Could you copy each line of the entries that contains "None"?

====

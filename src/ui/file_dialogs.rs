use std::path::Path;

use fltk::dialog::{FileDialogType, NativeFileChooser};

/// Show the native open dialog. Returns `None` when the user cancels.
pub fn native_open_dialog(filter: &str, directory: Option<&str>) -> Option<String> {
    let mut chooser = NativeFileChooser::new(FileDialogType::BrowseFile);
    chooser.set_filter(filter);
    if let Some(dir) = directory {
        let _ = chooser.set_directory(&Path::new(dir));
    }
    chooser.show(); // returns (), blocks until close
    let filename = chooser.filename();
    let s = filename.to_string_lossy();
    if s.is_empty() { None } else { Some(s.to_string()) }
}

/// Show the native save dialog with an optional suggested file name.
/// Returns `None` when the user cancels.
pub fn native_save_dialog(
    filter: &str,
    preset_name: Option<&str>,
    directory: Option<&str>,
) -> Option<String> {
    let mut chooser = NativeFileChooser::new(FileDialogType::BrowseSaveFile);
    chooser.set_filter(filter);
    if let Some(name) = preset_name {
        chooser.set_preset_file(name);
    }
    if let Some(dir) = directory {
        let _ = chooser.set_directory(&Path::new(dir));
    }
    chooser.show(); // returns (), blocks until close
    let filename = chooser.filename();
    let s = filename.to_string_lossy();
    if s.is_empty() { None } else { Some(s.to_string()) }
}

====

#### Reply to the exercise
/// Show the native open dialog. Returns `None` when the user cancels.
    if s.is_empty() { None } else { Some(s.to_string()) }
/// Returns `None` when the user cancels.
    if s.is_empty() { None } else { Some(s.to_string()) }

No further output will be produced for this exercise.